[YOUR INSTRUCTIONS]: Please write out word for word the opening lines of the material, including the line with "part of it." as the last.
+--
#![forbid(unsafe_code)]

use std::fmt;
use std::hash::Hash;
use std::hash::Hasher;
use std::iter::Chain;
use std::slice;
use std::sync::Arc;
use std::sync::OnceLock;

use rustc_hash::FxHasher;

use terma_collections::VecSet;

use crate::Attachments;

/// The name of a logic variable. This is the key type of substitutions, the
/// attachments of a variable term are not part of it.
#[derive(Clone, PartialEq, Eq, PartialOrd, Ord, Hash)]
pub struct TermVar {
    name: Arc<str>,
}

impl TermVar {
    pub fn new(name: impl Into<Arc<str>>) -> Self {
        Self { name: name.into() }
    }

    /// Returns the name of the variable.
    pub fn name(&self) -> &str {
        &self.name
    }
}

impl fmt::Display for TermVar {
    fn fmt(&self, f: &mut fmt::Formatter<'_>) -> fmt::Result {
        write!(f, "?{}", self.name)
    }
}

impl fmt::Debug for TermVar {
    fn fmt(&self, f: &mut fmt::Formatter<'_>) -> fmt::Result {
        write!(f, "{self}")
    }
}

/// The variants of a term. Terms are only constructed through the
/// [crate::TermBuilder] or the shorthand functions, which maintain the
/// invariants documented on the variants.
#[derive(Clone)]
pub enum TermKind {
    Int(i64),
    /// Compared and hashed by its bit pattern.
    Real(f64),
    String(Arc<str>),
    /// A constructor application, the arity is the number of arguments.
    Appl { op: Arc<str>, args: Vec<Term> },
    Nil,
    /// The tail is a nil, a cons or a variable, never a concatenation.
    Cons { head: Term, tail: Term },
    /// The left operand is a variable, or a cons list that ends in a variable.
    /// The right operand is a list other than nil. Never carries attachments.
    Concat { left: Term, right: Term },
    None,
    Some(Term),
    Var(TermVar),
}

impl TermKind {
    /// Returns the same variant with the given children, in the order of [Term::children].
    pub(crate) fn with_children(&self, children: Vec<Term>) -> TermKind {
        let mut children = children.into_iter();
        let mut next = || children.next().expect("The number of children must match the variant");

        match self {
            TermKind::Appl { op, args } => TermKind::Appl {
                op: op.clone(),
                args: (0..args.len()).map(|_| next()).collect(),
            },
            TermKind::Cons { .. } => TermKind::Cons {
                head: next(),
                tail: next(),
            },
            TermKind::Concat { .. } => TermKind::Concat {
                left: next(),
                right: next(),
            },
            TermKind::Some(_) => TermKind::Some(next()),
            TermKind::Int(_)
            | TermKind::Real(_)
            | TermKind::String(_)
            | TermKind::Nil
            | TermKind::None
            | TermKind::Var(_) => self.clone(),
        }
    }

    /// Returns a short name of the variant, used in error messages.
    pub fn name(&self) -> &'static str {
        match self {
            TermKind::Int(_) => "integer",
            TermKind::Real(_) => "real",
            TermKind::String(_) => "string",
            TermKind::Appl { .. } => "application",
            TermKind::Nil => "nil",
            TermKind::Cons { .. } => "cons",
            TermKind::Concat { .. } => "concatenation",
            TermKind::None => "none",
            TermKind::Some(_) => "some",
            TermKind::Var(_) => "variable",
        }
    }
}

/// The iterator over the direct subterms of a term.
pub type Children<'a> = Chain<slice::Iter<'a, Term>, slice::Iter<'a, Term>>;

/// An immutable first-order term. Cloning is cheap, and the subterms are
/// shared between all terms that contain them.
///
/// # Details
///
/// The [PartialEq] and [Hash] implementations compare the structure of the
/// terms and ignore attachments. Use [Term::equals] and [Term::hash_with] to
/// only compare the top-level labels, or to include attachments.
#[derive(Clone)]
pub struct Term {
    shared: Arc<SharedTerm>,
}

/// The actually shared part of a term.
struct SharedTerm {
    kind: TermKind,
    attachments: Attachments,

    /// The hash of the structure, ignoring attachments.
    hash: u64,

    /// True iff the term contains no variables.
    ground: bool,

    attached_hash: OnceLock<u64>,
    free_variables: OnceLock<VecSet<TermVar>>,
}

impl Term {
    /// Creates the term without checking the invariants of the variant.
    pub(crate) fn from_parts(kind: TermKind, attachments: Attachments) -> Term {
        #[cfg(feature = "terma_debug")]
        debug_assert!(
            crate::builder::validate(&kind, &attachments).is_ok(),
            "The term violates the invariants of its variant"
        );

        let mut hasher = shallow_hasher(&kind);
        let mut ground = !matches!(kind, TermKind::Var(_));
        for child in children_of(&kind) {
            hasher.write_u64(child.shared.hash);
            ground &= child.shared.ground;
        }

        let free_variables = OnceLock::new();
        if ground {
            let _ = free_variables.set(VecSet::new());
        }

        Term {
            shared: Arc::new(SharedTerm {
                kind,
                attachments,
                hash: hasher.finish(),
                ground,
                attached_hash: OnceLock::new(),
                free_variables,
            }),
        }
    }

    /// Returns the variant of this term.
    pub fn kind(&self) -> &TermKind {
        &self.shared.kind
    }

    pub fn attachments(&self) -> &Attachments {
        &self.shared.attachments
    }

    /// Returns the direct subterms in order: the arguments of an application,
    /// the head and tail of a cons, both operands of a concatenation, and the
    /// element of a some.
    pub fn children(&self) -> Children<'_> {
        children_of(&self.shared.kind)
    }

    /// Returns the number of direct subterms.
    pub fn arity(&self) -> usize {
        self.children().count()
    }

    /// Returns true iff both are the same instance.
    pub fn ptr_eq(&self, other: &Term) -> bool {
        Arc::ptr_eq(&self.shared, &other.shared)
    }

    pub fn is_var(&self) -> bool {
        matches!(self.shared.kind, TermKind::Var(_))
    }

    /// Returns the variable if this term is one.
    pub fn as_var(&self) -> Option<&TermVar> {
        match &self.shared.kind {
            TermKind::Var(var) => Some(var),
            _ => None,
        }
    }

    /// Returns true iff the term can be used in list position, which includes variables.
    pub fn is_list(&self) -> bool {
        matches!(
            self.shared.kind,
            TermKind::Nil | TermKind::Cons { .. } | TermKind::Concat { .. } | TermKind::Var(_)
        )
    }

    /// Returns true iff no variable occurs in this term.
    pub fn is_ground(&self) -> bool {
        self.shared.ground
    }

    /// Returns the elements of the cons cells at the front of this list,
    /// together with the rest of the list, which is a nil, a variable or a
    /// concatenation. Returns `None` if this term is not a list.
    pub fn list_elements(&self) -> Option<(Vec<Term>, Term)> {
        if !self.is_list() {
            return None;
        }

        let mut elements = Vec::new();
        let mut current = self;
        while let TermKind::Cons { head, tail } = current.kind() {
            elements.push(head.clone());
            current = tail;
        }

        Some((elements, current.clone()))
    }

    /// Returns the variables that occur in this term, computed once.
    pub fn free_variables(&self) -> &VecSet<TermVar> {
        if let Some(variables) = self.shared.free_variables.get() {
            return variables;
        }

        fill_bottom_up(
            self,
            |term| term.shared.free_variables.get().is_some(),
            |term| {
                let variables = match term.kind() {
                    TermKind::Var(var) => VecSet::singleton(var.clone()),
                    _ => term.children().fold(VecSet::new(), |result, child| {
                        result.union(child.shared.free_variables.get().expect("Children are filled first"))
                    }),
                };
                let _ = term.shared.free_variables.set(variables);
            },
        );

        self.shared
            .free_variables
            .get()
            .expect("The free variables have been computed")
    }

    /// Compares two terms. With `compare_subterms` false only the label of the
    /// variant is compared: the constructor name and arity, the scalar value or
    /// the variable name. With `compare_attachments` the attachments of every
    /// compared term must be equal as well.
    pub fn equals(&self, other: &Term, compare_subterms: bool, compare_attachments: bool) -> bool {
        if !compare_subterms {
            return shallow_equals(self.kind(), other.kind())
                && (!compare_attachments || self.attachments() == other.attachments());
        }

        let mut stack = vec![(self, other)];
        while let Some((left, right)) = stack.pop() {
            if left.ptr_eq(right) {
                continue;
            }

            if left.shared.hash != right.shared.hash || !shallow_equals(left.kind(), right.kind()) {
                return false;
            }

            if compare_attachments && left.attachments() != right.attachments() {
                return false;
            }

            stack.extend(left.children().zip(right.children()));
        }

        true
    }

    /// Returns the hash that corresponds to [Term::equals] with the same flags.
    pub fn hash_with(&self, compare_subterms: bool, compare_attachments: bool) -> u64 {
        match (compare_subterms, compare_attachments) {
            (false, false) => shallow_hasher(self.kind()).finish(),
            (false, true) => {
                let mut hasher = shallow_hasher(self.kind());
                self.attachments().hash(&mut hasher);
                hasher.finish()
            }
            (true, false) => self.shared.hash,
            (true, true) => self.attached_hash(),
        }
    }

    /// Returns an iterator over all subterms in pre-order, starting with this term.
    pub fn iter(&self) -> TermIterator<'_> {
        TermIterator { stack: vec![self] }
    }

    fn attached_hash(&self) -> u64 {
        if let Some(hash) = self.shared.attached_hash.get() {
            return *hash;
        }

        fill_bottom_up(
            self,
            |term| term.shared.attached_hash.get().is_some(),
            |term| {
                let mut hasher = shallow_hasher(term.kind());
                term.attachments().hash(&mut hasher);
                for child in term.children() {
                    hasher.write_u64(*child.shared.attached_hash.get().expect("Children are filled first"));
                }
                let _ = term.shared.attached_hash.set(hasher.finish());
            },
        );

        *self.shared.attached_hash.get().expect("The hash has been computed")
    }
}

impl Drop for SharedTerm {
    fn drop(&mut self) {
        // Drops long lists without recursion, which would overflow the stack.
        let mut stack = take_children(&mut self.kind);
        while let Some(term) = stack.pop() {
            if let Some(mut shared) = Arc::into_inner(term.shared) {
                stack.extend(take_children(&mut shared.kind));
            }
        }
    }
}

impl PartialEq for Term {
    fn eq(&self, other: &Self) -> bool {
        self.equals(other, true, false)
    }
}

impl Eq for Term {}

impl Hash for Term {
    fn hash<H: Hasher>(&self, state: &mut H) {
        state.write_u64(self.shared.hash);
    }
}

impl fmt::Debug for Term {
    fn fmt(&self, f: &mut fmt::Formatter<'_>) -> fmt::Result {
        write!(f, "{self}")?;
        if !self.attachments().is_empty() {
            write!(f, " {:?}", self.attachments())?;
        }
        Ok(())
    }
}

/// An iterator over all subterms of a [Term] in pre-order, i.e., for
/// `f(g(a), b)` it visits `f(g(a), b)`, `g(a)`, `a` and `b`.
pub struct TermIterator<'a> {
    stack: Vec<&'a Term>,
}

impl<'a> Iterator for TermIterator<'a> {
    type Item = &'a Term;

    fn next(&mut self) -> Option<Self::Item> {
        let term = self.stack.pop()?;
        self.stack.extend(term.children().rev());
        Some(term)
    }
}

const NO_TERMS: &[Term] = &[];

fn children_of(kind: &TermKind) -> Children<'_> {
    let (first, second): (&[Term], &[Term]) = match kind {
        TermKind::Appl { args, .. } => (args.as_slice(), NO_TERMS),
        TermKind::Cons { head, tail } => (slice::from_ref(head), slice::from_ref(tail)),
        TermKind::Concat { left, right } => (slice::from_ref(left), slice::from_ref(right)),
        TermKind::Some(element) => (slice::from_ref(element), NO_TERMS),
        TermKind::Int(_)
        | TermKind::Real(_)
        | TermKind::String(_)
        | TermKind::Nil
        | TermKind::None
        | TermKind::Var(_) => (NO_TERMS, NO_TERMS),
    };

    first.iter().chain(second.iter())
}

/// Moves the children out of the given variant, leaving a leaf behind.
fn take_children(kind: &mut TermKind) -> Vec<Term> {
    match std::mem::replace(kind, TermKind::Nil) {
        TermKind::Appl { args, .. } => args,
        TermKind::Cons { head, tail } => vec![head, tail],
        TermKind::Concat { left, right } => vec![left, right],
        TermKind::Some(element) => vec![element],
        TermKind::Int(_)
        | TermKind::Real(_)
        | TermKind::String(_)
        | TermKind::Nil
        | TermKind::None
        | TermKind::Var(_) => Vec::new(),
    }
}

/// Compares the labels of both variants, ignoring the children.
fn shallow_equals(left: &TermKind, right: &TermKind) -> bool {
    match (left, right) {
        (TermKind::Int(left), TermKind::Int(right)) => left == right,
        (TermKind::Real(left), TermKind::Real(right)) => left.to_bits() == right.to_bits(),
        (TermKind::String(left), TermKind::String(right)) => left == right,
        (TermKind::Appl { op: left, args: l }, TermKind::Appl { op: right, args: r }) => {
            left == right && l.len() == r.len()
        }
        (TermKind::Var(left), TermKind::Var(right)) => left == right,
        (TermKind::Nil, TermKind::Nil)
        | (TermKind::Cons { .. }, TermKind::Cons { .. })
        | (TermKind::Concat { .. }, TermKind::Concat { .. })
        | (TermKind::None, TermKind::None)
        | (TermKind::Some(_), TermKind::Some(_)) => true,
        _ => false,
    }
}

/// Returns a hasher that has consumed the label of the variant.
fn shallow_hasher(kind: &TermKind) -> FxHasher {
    let mut hasher = FxHasher::default();
    std::mem::discriminant(kind).hash(&mut hasher);

    match kind {
        TermKind::Int(value) => value.hash(&mut hasher),
        TermKind::Real(value) => value.to_bits().hash(&mut hasher),
        TermKind::String(value) => value.hash(&mut hasher),
        TermKind::Appl { op, args } => {
            op.hash(&mut hasher);
            args.len().hash(&mut hasher);
        }
        TermKind::Var(var) => var.hash(&mut hasher),
        TermKind::Nil | TermKind::Cons { .. } | TermKind::Concat { .. } | TermKind::None | TermKind::Some(_) => {}
    }

    hasher
}

/// Fills a cache of every subterm without recursion. The `fill` function is
/// called on a term after it has been called on all its children that were
/// not `is_filled` yet.
fn fill_bottom_up(term: &Term, is_filled: impl Fn(&Term) -> bool, fill: impl Fn(&Term)) {
    let mut stack = vec![(term, false)];

    while let Some((term, expanded)) = stack.pop() {
        if is_filled(term) {
            // Shared subterms can be pushed more than once.
            continue;
        }

        if expanded {
            fill(term);
        } else {
            stack.push((term, true));
            stack.extend(term.children().filter(|child| !is_filled(child)).map(|child| (child, false)));
        }
    }
}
+--
[YOUR RESPONSE]:
#![forbid(unsafe_code)]

use std::fmt;
use std::hash::Hash;
use std::hash::Hasher;
use std::iter::Chain;
use std::slice;
use std::sync::Arc;
use std::sync::OnceLock;

use rustc_hash::FxHasher;

use terma_collections::VecSet;

use crate::Attachments;

/// The name of a logic variable. This is the key type of substitutions, the
/// attachments of a variable term are not part of it.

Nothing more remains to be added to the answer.